TASK PROMPT » What lines in the material hold the string "input"? Copy out each of them.
(PROVIDED MATERIAL begins)
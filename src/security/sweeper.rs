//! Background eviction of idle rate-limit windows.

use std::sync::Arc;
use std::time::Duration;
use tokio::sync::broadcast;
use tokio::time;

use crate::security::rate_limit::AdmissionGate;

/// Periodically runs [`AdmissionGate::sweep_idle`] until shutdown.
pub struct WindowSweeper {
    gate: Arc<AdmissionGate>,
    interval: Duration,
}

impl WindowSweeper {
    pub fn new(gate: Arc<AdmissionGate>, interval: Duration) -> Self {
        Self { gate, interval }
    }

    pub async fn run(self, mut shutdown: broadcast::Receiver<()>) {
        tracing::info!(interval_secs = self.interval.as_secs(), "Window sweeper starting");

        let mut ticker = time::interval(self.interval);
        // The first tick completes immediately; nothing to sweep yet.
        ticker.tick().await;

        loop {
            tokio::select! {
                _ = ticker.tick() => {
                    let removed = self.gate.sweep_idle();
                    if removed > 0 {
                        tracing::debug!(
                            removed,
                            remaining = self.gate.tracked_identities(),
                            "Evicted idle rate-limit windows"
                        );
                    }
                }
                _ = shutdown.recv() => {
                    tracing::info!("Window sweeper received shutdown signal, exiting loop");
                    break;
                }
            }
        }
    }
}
(PROVIDED MATERIAL ends)
(PROVIDED MATERIAL begins)
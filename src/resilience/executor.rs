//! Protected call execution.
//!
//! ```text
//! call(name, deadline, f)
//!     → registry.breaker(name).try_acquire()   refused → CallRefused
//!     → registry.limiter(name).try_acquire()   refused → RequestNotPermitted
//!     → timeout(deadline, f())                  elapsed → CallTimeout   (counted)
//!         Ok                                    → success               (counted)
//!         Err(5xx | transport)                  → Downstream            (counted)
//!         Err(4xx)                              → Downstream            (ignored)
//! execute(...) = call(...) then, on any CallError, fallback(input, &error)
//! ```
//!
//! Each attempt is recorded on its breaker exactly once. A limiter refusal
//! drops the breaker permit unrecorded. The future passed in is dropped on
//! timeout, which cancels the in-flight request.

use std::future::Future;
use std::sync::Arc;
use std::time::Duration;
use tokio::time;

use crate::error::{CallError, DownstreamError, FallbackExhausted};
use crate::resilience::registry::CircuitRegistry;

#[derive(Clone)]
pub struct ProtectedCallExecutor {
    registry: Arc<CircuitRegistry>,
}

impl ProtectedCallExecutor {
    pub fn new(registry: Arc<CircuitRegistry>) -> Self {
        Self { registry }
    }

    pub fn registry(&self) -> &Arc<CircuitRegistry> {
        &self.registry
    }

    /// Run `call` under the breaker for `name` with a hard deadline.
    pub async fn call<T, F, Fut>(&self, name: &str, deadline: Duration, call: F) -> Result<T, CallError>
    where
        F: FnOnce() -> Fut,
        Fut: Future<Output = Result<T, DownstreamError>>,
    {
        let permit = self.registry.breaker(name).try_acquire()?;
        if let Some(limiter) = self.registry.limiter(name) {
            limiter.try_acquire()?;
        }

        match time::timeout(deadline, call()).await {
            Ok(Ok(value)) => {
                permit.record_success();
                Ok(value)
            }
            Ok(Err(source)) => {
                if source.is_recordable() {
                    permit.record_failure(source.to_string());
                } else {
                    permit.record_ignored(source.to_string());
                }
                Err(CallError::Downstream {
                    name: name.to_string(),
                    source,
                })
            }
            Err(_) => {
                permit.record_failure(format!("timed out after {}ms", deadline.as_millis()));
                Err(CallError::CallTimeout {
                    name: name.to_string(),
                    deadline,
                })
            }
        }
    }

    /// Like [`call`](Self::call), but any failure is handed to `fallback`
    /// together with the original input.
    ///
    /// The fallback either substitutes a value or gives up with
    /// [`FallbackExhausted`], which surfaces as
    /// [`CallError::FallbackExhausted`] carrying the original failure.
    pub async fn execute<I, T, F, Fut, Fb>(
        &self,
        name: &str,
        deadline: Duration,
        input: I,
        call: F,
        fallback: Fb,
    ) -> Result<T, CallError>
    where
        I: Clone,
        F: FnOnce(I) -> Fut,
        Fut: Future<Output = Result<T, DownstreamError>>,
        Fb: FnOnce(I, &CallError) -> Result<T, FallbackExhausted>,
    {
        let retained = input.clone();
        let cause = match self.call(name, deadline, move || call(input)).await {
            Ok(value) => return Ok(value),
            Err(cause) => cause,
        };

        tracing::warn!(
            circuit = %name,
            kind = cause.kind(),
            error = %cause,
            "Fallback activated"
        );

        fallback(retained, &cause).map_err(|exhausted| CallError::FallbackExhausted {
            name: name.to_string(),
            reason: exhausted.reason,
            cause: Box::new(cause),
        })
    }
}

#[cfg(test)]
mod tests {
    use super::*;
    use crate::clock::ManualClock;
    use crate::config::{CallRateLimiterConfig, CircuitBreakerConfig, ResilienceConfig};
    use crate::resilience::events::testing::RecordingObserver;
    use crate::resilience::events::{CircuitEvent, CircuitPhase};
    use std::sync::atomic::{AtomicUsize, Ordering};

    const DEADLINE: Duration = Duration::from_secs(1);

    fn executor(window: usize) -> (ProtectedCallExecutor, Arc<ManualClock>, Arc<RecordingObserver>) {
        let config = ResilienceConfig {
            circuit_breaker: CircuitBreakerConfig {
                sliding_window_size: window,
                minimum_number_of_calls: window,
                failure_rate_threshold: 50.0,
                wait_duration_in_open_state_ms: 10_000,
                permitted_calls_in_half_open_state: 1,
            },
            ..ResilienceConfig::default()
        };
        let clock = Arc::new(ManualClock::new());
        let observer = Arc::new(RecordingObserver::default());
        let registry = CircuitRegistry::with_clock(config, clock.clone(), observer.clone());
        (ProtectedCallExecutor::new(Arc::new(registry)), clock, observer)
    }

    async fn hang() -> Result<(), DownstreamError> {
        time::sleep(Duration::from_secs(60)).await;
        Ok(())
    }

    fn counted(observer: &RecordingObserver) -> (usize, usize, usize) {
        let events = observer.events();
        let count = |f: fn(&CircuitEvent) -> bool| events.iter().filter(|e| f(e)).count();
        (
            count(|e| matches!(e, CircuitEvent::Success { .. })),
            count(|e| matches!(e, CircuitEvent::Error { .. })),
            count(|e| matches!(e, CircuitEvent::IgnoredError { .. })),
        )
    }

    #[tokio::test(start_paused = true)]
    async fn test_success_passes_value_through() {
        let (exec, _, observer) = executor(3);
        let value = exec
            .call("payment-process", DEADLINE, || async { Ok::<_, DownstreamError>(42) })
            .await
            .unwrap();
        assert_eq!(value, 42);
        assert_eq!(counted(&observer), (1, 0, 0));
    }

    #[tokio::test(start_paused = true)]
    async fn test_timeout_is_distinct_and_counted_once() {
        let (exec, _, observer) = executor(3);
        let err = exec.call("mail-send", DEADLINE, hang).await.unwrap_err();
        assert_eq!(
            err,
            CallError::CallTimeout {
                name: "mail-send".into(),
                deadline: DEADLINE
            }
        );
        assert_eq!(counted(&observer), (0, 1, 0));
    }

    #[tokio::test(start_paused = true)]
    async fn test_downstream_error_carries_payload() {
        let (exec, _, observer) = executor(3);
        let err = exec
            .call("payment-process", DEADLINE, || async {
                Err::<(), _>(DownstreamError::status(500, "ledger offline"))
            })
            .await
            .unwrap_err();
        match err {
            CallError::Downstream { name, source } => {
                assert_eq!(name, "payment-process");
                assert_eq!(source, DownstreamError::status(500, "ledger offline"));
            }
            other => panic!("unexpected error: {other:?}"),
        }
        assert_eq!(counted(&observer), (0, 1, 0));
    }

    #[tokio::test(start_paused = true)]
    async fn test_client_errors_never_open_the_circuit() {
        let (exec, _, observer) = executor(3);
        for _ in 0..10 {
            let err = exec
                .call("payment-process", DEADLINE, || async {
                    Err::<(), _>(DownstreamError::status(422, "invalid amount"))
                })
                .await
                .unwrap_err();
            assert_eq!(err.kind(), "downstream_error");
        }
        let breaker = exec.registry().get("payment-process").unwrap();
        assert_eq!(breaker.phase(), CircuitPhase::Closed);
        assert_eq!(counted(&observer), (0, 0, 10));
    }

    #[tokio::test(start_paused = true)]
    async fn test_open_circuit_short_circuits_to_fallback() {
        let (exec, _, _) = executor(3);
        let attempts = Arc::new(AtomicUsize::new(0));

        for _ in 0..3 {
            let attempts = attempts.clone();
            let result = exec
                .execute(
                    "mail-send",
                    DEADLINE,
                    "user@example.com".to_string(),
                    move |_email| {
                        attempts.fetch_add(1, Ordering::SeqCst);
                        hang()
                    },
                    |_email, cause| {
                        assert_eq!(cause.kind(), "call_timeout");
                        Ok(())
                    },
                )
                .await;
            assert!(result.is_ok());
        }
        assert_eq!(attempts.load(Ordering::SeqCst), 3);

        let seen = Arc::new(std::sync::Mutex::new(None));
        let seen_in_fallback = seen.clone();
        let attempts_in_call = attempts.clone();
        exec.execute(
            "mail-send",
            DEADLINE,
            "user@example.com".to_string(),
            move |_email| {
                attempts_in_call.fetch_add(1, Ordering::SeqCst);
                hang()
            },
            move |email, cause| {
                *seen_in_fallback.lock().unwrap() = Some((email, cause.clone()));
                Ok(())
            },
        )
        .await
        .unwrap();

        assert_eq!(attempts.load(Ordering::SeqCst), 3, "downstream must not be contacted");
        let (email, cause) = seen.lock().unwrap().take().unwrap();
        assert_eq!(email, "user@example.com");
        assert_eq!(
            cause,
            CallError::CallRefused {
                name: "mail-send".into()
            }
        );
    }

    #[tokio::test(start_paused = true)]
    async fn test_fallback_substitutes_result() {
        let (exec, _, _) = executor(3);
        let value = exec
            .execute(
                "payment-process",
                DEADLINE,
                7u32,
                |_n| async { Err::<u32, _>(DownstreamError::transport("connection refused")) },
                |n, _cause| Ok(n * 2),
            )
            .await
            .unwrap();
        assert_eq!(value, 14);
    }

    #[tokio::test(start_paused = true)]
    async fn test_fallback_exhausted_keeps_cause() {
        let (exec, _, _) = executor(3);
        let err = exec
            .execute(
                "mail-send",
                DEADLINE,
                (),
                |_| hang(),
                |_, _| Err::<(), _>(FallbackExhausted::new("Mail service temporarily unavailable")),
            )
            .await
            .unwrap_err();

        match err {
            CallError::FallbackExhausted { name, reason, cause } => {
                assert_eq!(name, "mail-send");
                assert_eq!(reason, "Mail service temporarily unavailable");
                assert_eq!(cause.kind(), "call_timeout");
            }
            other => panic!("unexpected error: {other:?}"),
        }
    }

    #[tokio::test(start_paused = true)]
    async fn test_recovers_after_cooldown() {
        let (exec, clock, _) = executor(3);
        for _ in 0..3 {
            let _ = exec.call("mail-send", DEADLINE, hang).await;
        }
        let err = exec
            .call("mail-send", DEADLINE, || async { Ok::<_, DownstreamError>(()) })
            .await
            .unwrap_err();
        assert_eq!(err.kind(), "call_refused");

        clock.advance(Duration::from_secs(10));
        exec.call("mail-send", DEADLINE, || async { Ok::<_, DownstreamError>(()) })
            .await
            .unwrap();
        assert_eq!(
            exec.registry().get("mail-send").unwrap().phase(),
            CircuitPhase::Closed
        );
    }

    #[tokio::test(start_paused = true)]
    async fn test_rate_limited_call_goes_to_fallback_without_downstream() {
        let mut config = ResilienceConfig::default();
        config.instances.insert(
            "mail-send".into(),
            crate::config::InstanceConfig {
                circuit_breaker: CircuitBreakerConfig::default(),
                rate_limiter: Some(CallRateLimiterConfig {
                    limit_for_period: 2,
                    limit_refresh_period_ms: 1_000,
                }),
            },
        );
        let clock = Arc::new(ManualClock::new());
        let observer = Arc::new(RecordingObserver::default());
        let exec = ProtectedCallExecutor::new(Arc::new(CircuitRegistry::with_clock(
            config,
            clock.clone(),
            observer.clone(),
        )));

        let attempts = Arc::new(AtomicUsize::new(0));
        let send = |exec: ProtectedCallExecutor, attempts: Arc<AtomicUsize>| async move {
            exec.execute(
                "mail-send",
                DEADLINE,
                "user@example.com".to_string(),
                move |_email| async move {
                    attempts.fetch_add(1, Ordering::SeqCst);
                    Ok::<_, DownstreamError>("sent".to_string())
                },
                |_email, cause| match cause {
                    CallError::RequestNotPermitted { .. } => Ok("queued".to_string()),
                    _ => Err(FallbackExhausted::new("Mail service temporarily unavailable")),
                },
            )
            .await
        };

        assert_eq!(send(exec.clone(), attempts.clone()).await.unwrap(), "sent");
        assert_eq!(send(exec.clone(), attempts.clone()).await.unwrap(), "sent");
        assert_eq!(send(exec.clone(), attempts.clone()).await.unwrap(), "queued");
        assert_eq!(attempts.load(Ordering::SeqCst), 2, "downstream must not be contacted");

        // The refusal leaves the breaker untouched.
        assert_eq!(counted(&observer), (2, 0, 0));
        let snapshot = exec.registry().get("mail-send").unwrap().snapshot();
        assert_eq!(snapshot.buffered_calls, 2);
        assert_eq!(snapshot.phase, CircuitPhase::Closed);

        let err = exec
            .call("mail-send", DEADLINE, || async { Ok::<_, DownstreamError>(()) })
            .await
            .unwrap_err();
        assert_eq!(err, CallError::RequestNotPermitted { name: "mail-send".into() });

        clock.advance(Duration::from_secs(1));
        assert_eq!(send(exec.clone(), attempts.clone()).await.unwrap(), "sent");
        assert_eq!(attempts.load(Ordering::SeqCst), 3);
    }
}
(PROVIDED MATERIAL ends)
REPLY TO THE EXERCISE »
//! execute(...) = call(...) then, on any CallError, fallback(input, &error)
    /// together with the original input.
        input: I,
        let retained = input.clone();
        let cause = match self.call(name, deadline, move || call(input)).await {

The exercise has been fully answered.